Accumulation of energy stores and materials required for the upcoming division (M phase).
Formation of microtubules that will be used to construct the mitotic spindle.
M (Mitotic) Phase: The period of nuclear and cytoplasmic division.
Mitosis: The process of nuclear division, ensuring that each daughter nucleus receives a complete and identical set of chromosomes. Mitosis is divided into several sub-phases:
Prophase: Chromatin condenses into visible chromosomes (each consisting of two sister chromatids). The nuclear envelope begins to break down, and the mitotic spindle starts to form from centrosomes.
Prometaphase: The nuclear envelope completely dissociates. Kinetochore microtubules attach to the kinetochores of sister chromatids, and non-kinetochore microtubules overlap at the cell's equator.
Metaphase: Chromosomes align at the metaphase plate (equatorial plane), equidistant from the two spindle poles. A checkpoint ensures all kinetochores are properly attached to microtubules.
Anaphase: Sister chromatids separate (now considered individual chromosomes) and are pulled toward opposite poles of the cell by the shortening of kinetochore microtubules. The cell elongates.
Telophase: Chromosomes arrive at the poles and begin to decondense. New nuclear envelopes form around the two sets of chromosomes. The mitotic spindle disassembles.
Cytokinesis: The division of the cytoplasm, which usually overlaps with late anaphase and telophase.
In animal cells, a contractile ring of actin and myosin filaments forms a cleavage furrow, pinching the cell into two.
In plant cells, a cell plate forms in the middle of the cell, growing outwards to form a new cell wall that divides the two daughter cells.
Cell Cycle Checkpoints
The cell cycle is regulated by checkpoints that monitor the cell's status and ensure that critical events occur accurately and in the correct order. These include:
G1 Checkpoint (Restriction Point): Ensures the cell is ready to divide, assessing cell size, nutrients, growth factors, and DNA integrity. If conditions are unfavorable, the cell can enter G0 or undergo apoptosis.

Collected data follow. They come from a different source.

// SPDX-License-Identifier: BUSL-1.1
// Copyright (c) 2026 Alfred Jean LLC

//! The control-message protocol (§4.6): in-band `drain`/`restart`/`stop`
//! coordination, serialized on the same queue as speech so a restart never
//! cuts off a message mid-word.

use ttsbus_adapters::{AudioPlayer, SynthesisEngine};
use ttsbus_core::{ControlMessage, Persona, PostAction, PreAction};
use ttsbus_storage::PlaybackStateStore;

use crate::driver::Driver;

/// What the scheduler should do once a control message's actions have run.
#[derive(Debug, Clone, Copy, PartialEq, Eq)]
pub enum ControlOutcome {
    Continue,
    Restart,
    Stop,
}

/// Runs `message`'s `pre_action` then returns the outcome implied by its
/// `post_action`. `default_persona` voices the drain announcement, if any;
/// a missing default persona silently skips the announcement rather than
/// blocking the restart/stop it precedes.
pub async fn dispatch<S, A>(
    message: &ControlMessage,
    driver: &Driver<S, A>,
    default_persona: Option<&Persona>,
    playback: &PlaybackStateStore,
) -> ControlOutcome
where
    S: SynthesisEngine,
    A: AudioPlayer,
{
    if message.pre_action == PreAction::Drain {
        if let (Some(text), Some(persona)) = (&message.text, default_persona) {
            driver.render_and_play(text, persona, playback).await;
        }
    }

    match message.post_action {
        PostAction::None => ControlOutcome::Continue,
        PostAction::Restart => {
            tracing::info!("control message requested restart");
            ControlOutcome::Restart
        }
        PostAction::Stop => {
            tracing::info!("control message requested stop");
            ControlOutcome::Stop
        }
    }
}

#[cfg(test)]
#[path = "control_tests.rs"]
mod tests;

G2 Checkpoint: Verifies that DNA replication is complete and that the DNA is not damaged before entering mitosis.
M Checkpoint (Spindle Assembly Checkpoint): Occurs during metaphase, ensuring that all sister chromatids are correctly attached to the spindle microtubules before anaphase begins, preventing aneuploidy (abnormal chromosome number).
Cancer is fundamentally a disease of uncontrolled cell division. The cell cycle checkpoints discussed in the notes (G1, G2, and M checkpoints) are critical regulatory points that ensure cell division proceeds accurately. When these checkpoints fail due to mutations in the genes that encode checkpoint proteins, cells can bypass the normal controls and divide uncontrollably. For example, if the G1 checkpoint fails to detect DNA damage, the cell will proceed to replicate damaged DNA, leading to further mutations. A failure in the M checkpoint could lead to incorrect chromosome segregation, resulting in daughter cells with an abnormal number of chromosomes (aneuploidy). This uncontrolled proliferation and genomic instability are hallmarks of cancer, allowing cancerous cells to grow, invade, and spread.